> [YOUR TASK]
Read the data and repeat it in full, exactly.

[Dataset items]
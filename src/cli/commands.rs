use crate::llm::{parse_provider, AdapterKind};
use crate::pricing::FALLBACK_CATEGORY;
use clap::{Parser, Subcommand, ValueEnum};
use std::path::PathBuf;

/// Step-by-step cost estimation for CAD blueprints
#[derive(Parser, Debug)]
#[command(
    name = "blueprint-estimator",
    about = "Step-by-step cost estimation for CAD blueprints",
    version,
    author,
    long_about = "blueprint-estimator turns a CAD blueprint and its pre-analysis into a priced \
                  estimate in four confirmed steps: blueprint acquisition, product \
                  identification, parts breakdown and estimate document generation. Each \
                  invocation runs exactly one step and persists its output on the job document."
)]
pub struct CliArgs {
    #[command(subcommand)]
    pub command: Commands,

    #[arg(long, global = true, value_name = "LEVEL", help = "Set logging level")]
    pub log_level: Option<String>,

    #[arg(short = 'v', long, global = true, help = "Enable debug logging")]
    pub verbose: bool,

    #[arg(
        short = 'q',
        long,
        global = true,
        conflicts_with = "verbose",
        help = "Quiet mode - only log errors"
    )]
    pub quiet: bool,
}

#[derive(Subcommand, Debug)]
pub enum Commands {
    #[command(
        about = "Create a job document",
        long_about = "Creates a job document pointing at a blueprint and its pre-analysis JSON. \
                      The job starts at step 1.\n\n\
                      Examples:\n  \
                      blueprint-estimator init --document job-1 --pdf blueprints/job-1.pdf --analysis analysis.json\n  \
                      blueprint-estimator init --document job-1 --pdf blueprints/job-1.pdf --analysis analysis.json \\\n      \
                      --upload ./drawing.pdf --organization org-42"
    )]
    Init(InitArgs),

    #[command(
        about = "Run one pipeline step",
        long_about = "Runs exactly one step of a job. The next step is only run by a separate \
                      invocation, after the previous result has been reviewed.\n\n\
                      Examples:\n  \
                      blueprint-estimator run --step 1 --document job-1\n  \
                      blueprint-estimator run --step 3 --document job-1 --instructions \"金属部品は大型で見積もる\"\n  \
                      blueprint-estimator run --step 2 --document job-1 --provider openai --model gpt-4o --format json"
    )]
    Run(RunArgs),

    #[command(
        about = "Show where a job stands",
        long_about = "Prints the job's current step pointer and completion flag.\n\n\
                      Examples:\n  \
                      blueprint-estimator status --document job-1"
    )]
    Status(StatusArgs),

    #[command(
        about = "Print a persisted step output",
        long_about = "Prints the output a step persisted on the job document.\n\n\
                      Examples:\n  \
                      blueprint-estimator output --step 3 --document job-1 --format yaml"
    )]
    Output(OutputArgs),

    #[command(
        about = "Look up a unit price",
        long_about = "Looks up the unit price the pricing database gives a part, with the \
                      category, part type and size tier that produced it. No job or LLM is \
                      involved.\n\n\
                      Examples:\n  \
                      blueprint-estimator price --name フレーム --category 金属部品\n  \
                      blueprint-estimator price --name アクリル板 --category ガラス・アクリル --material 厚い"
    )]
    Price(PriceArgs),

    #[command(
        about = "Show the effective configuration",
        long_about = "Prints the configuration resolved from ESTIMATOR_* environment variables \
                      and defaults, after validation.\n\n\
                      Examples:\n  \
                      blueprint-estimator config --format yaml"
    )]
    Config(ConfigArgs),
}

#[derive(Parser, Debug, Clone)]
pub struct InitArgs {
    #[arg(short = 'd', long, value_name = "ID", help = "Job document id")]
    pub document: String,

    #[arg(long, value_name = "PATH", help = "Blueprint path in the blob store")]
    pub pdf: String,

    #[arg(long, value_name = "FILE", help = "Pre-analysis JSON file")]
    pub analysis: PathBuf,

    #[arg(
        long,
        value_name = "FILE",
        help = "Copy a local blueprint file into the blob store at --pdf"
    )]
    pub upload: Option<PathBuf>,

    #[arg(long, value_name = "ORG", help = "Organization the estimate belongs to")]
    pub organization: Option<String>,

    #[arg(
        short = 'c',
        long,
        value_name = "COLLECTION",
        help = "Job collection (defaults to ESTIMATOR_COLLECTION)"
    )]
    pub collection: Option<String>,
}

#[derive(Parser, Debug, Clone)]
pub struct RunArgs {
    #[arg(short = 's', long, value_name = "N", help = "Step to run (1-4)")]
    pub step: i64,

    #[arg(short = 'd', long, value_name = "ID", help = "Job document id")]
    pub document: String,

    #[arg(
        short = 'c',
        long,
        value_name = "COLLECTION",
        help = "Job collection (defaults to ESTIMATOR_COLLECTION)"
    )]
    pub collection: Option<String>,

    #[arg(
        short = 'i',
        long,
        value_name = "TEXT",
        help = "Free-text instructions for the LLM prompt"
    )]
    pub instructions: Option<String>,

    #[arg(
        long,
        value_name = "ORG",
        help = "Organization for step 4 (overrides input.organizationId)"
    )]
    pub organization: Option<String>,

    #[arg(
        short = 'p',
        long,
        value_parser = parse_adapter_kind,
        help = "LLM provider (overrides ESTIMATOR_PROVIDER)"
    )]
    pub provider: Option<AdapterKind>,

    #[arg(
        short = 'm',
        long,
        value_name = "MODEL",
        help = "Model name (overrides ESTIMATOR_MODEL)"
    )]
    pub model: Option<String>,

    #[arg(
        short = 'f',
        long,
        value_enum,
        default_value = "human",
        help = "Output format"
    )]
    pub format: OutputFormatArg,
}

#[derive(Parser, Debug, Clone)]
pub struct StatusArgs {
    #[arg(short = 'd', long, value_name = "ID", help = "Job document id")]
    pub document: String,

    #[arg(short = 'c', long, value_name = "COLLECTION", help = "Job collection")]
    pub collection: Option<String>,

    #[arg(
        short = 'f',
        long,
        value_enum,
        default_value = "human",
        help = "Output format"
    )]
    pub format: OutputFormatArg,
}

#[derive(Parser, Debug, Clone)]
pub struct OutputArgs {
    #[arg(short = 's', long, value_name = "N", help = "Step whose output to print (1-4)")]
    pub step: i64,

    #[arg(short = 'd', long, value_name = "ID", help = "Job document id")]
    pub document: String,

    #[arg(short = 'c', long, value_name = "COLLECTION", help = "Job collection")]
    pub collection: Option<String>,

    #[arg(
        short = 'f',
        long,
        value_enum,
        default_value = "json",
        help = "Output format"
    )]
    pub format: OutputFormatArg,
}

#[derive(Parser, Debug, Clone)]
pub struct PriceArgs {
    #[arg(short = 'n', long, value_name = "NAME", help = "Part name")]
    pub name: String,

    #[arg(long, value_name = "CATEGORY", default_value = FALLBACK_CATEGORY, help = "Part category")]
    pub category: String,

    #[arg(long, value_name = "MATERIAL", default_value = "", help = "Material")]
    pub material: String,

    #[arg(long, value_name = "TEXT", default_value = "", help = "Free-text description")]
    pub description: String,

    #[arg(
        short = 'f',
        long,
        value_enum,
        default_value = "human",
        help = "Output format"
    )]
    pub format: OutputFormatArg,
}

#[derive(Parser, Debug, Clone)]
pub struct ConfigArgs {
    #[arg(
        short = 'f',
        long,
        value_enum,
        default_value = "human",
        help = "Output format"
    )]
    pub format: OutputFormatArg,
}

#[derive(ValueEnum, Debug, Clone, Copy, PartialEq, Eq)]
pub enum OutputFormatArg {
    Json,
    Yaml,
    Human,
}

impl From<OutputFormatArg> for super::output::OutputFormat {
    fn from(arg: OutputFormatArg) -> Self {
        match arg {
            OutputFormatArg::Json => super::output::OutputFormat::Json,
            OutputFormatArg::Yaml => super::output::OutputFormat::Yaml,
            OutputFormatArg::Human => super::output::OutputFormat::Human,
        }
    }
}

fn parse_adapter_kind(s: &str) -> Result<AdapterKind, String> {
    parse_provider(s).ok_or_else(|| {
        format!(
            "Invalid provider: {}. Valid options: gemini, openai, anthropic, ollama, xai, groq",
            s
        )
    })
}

> [WORKED SOLUTION]
filename src/cli/commands.rs
use crate::llm::{parse_provider, AdapterKind};
use crate::pricing::FALLBACK_CATEGORY;
use clap::{Parser, Subcommand, ValueEnum};
use std::path::PathBuf;

/// Step-by-step cost estimation for CAD blueprints
#[derive(Parser, Debug)]
#[command(
    name = "blueprint-estimator",
    about = "Step-by-step cost estimation for CAD blueprints",
    version,
    author,
    long_about = "blueprint-estimator turns a CAD blueprint and its pre-analysis into a priced \
                  estimate in four confirmed steps: blueprint acquisition, product \
                  identification, parts breakdown and estimate document generation. Each \
                  invocation runs exactly one step and persists its output on the job document."
)]
pub struct CliArgs {
    #[command(subcommand)]
    pub command: Commands,

    #[arg(long, global = true, value_name = "LEVEL", help = "Set logging level")]
    pub log_level: Option<String>,

    #[arg(short = 'v', long, global = true, help = "Enable debug logging")]
    pub verbose: bool,

    #[arg(
        short = 'q',
        long,
        global = true,
        conflicts_with = "verbose",
        help = "Quiet mode - only log errors"
    )]
    pub quiet: bool,
}

#[derive(Subcommand, Debug)]
pub enum Commands {
    #[command(
        about = "Create a job document",
        long_about = "Creates a job document pointing at a blueprint and its pre-analysis JSON. \
                      The job starts at step 1.\n\n\
                      Examples:\n  \
                      blueprint-estimator init --document job-1 --pdf blueprints/job-1.pdf --analysis analysis.json\n  \
                      blueprint-estimator init --document job-1 --pdf blueprints/job-1.pdf --analysis analysis.json \\\n      \
                      --upload ./drawing.pdf --organization org-42"
    )]
    Init(InitArgs),

    #[command(
        about = "Run one pipeline step",
        long_about = "Runs exactly one step of a job. The next step is only run by a separate \
                      invocation, after the previous result has been reviewed.\n\n\
                      Examples:\n  \
                      blueprint-estimator run --step 1 --document job-1\n  \
                      blueprint-estimator run --step 3 --document job-1 --instructions \"金属部品は大型で見積もる\"\n  \
                      blueprint-estimator run --step 2 --document job-1 --provider openai --model gpt-4o --format json"
    )]
    Run(RunArgs),

    #[command(
        about = "Show where a job stands",
        long_about = "Prints the job's current step pointer and completion flag.\n\n\
                      Examples:\n  \
                      blueprint-estimator status --document job-1"
    )]
    Status(StatusArgs),

    #[command(
        about = "Print a persisted step output",
        long_about = "Prints the output a step persisted on the job document.\n\n\
                      Examples:\n  \
                      blueprint-estimator output --step 3 --document job-1 --format yaml"
    )]
    Output(OutputArgs),

    #[command(
        about = "Look up a unit price",
        long_about = "Looks up the unit price the pricing database gives a part, with the \
                      category, part type and size tier that produced it. No job or LLM is \
                      involved.\n\n\
                      Examples:\n  \
                      blueprint-estimator price --name フレーム --category 金属部品\n  \
                      blueprint-estimator price --name アクリル板 --category ガラス・アクリル --material 厚い"
    )]
    Price(PriceArgs),

    #[command(
        about = "Show the effective configuration",
        long_about = "Prints the configuration resolved from ESTIMATOR_* environment variables \
                      and defaults, after validation.\n\n\
                      Examples:\n  \
                      blueprint-estimator config --format yaml"
    )]
    Config(ConfigArgs),
}

#[derive(Parser, Debug, Clone)]
pub struct InitArgs {
    #[arg(short = 'd', long, value_name = "ID", help = "Job document id")]
    pub document: String,

    #[arg(long, value_name = "PATH", help = "Blueprint path in the blob store")]
    pub pdf: String,

    #[arg(long, value_name = "FILE", help = "Pre-analysis JSON file")]
    pub analysis: PathBuf,

    #[arg(
        long,
        value_name = "FILE",
        help = "Copy a local blueprint file into the blob store at --pdf"
    )]
    pub upload: Option<PathBuf>,

    #[arg(long, value_name = "ORG", help = "Organization the estimate belongs to")]
    pub organization: Option<String>,

    #[arg(
        short = 'c',
        long,
        value_name = "COLLECTION",
        help = "Job collection (defaults to ESTIMATOR_COLLECTION)"
    )]
    pub collection: Option<String>,
}

#[derive(Parser, Debug, Clone)]
pub struct RunArgs {
    #[arg(short = 's', long, value_name = "N", help = "Step to run (1-4)")]
    pub step: i64,

    #[arg(short = 'd', long, value_name = "ID", help = "Job document id")]
    pub document: String,

    #[arg(
        short = 'c',
        long,
        value_name = "COLLECTION",
        help = "Job collection (defaults to ESTIMATOR_COLLECTION)"
    )]
    pub collection: Option<String>,

    #[arg(
        short = 'i',
        long,
        value_name = "TEXT",
        help = "Free-text instructions for the LLM prompt"
    )]
    pub instructions: Option<String>,

    #[arg(
        long,
        value_name = "ORG",
        help = "Organization for step 4 (overrides input.organizationId)"
    )]
    pub organization: Option<String>,

    #[arg(
        short = 'p',
        long,
        value_parser = parse_adapter_kind,
        help = "LLM provider (overrides ESTIMATOR_PROVIDER)"
    )]
    pub provider: Option<AdapterKind>,

    #[arg(
        short = 'm',
        long,
        value_name = "MODEL",
        help = "Model name (overrides ESTIMATOR_MODEL)"
    )]
    pub model: Option<String>,

    #[arg(
        short = 'f',
        long,
        value_enum,
        default_value = "human",
        help = "Output format"
    )]
    pub format: OutputFormatArg,
}

#[derive(Parser, Debug, Clone)]
pub struct StatusArgs {
    #[arg(short = 'd', long, value_name = "ID", help = "Job document id")]
    pub document: String,

    #[arg(short = 'c', long, value_name = "COLLECTION", help = "Job collection")]
    pub collection: Option<String>,

    #[arg(
        short = 'f',
        long,
        value_enum,
        default_value = "human",
        help = "Output format"
    )]
    pub format: OutputFormatArg,
}

#[derive(Parser, Debug, Clone)]
pub struct OutputArgs {
    #[arg(short = 's', long, value_name = "N", help = "Step whose output to print (1-4)")]
    pub step: i64,

    #[arg(short = 'd', long, value_name = "ID", help = "Job document id")]
    pub document: String,

    #[arg(short = 'c', long, value_name = "COLLECTION", help = "Job collection")]
    pub collection: Option<String>,

    #[arg(
        short = 'f',
        long,
        value_enum,
        default_value = "json",
        help = "Output format"
    )]
    pub format: OutputFormatArg,
}

#[derive(Parser, Debug, Clone)]
pub struct PriceArgs {
    #[arg(short = 'n', long, value_name = "NAME", help = "Part name")]
    pub name: String,

    #[arg(long, value_name = "CATEGORY", default_value = FALLBACK_CATEGORY, help = "Part category")]
    pub category: String,

    #[arg(long, value_name = "MATERIAL", default_value = "", help = "Material")]
    pub material: String,

    #[arg(long, value_name = "TEXT", default_value = "", help = "Free-text description")]
    pub description: String,

    #[arg(
        short = 'f',
        long,
        value_enum,
        default_value = "human",
        help = "Output format"
    )]
    pub format: OutputFormatArg,
}

#[derive(Parser, Debug, Clone)]
pub struct ConfigArgs {
    #[arg(
        short = 'f',
        long,
        value_enum,
        default_value = "human",
        help = "Output format"
    )]
    pub format: OutputFormatArg,
}

#[derive(ValueEnum, Debug, Clone, Copy, PartialEq, Eq)]
pub enum OutputFormatArg {
    Json,
    Yaml,
    Human,
}

impl From<OutputFormatArg> for super::output::OutputFormat {
    fn from(arg: OutputFormatArg) -> Self {
        match arg {
            OutputFormatArg::Json => super::output::OutputFormat::Json,
            OutputFormatArg::Yaml => super::output::OutputFormat::Yaml,
            OutputFormatArg::Human => super::output::OutputFormat::Human,
        }
    }
}

fn parse_adapter_kind(s: &str) -> Result<AdapterKind, String> {
    parse_provider(s).ok_or_else(|| {
        format!(
            "Invalid provider: {}. Valid options: gemini, openai, anthropic, ollama, xai, groq",
            s
        )
    })
}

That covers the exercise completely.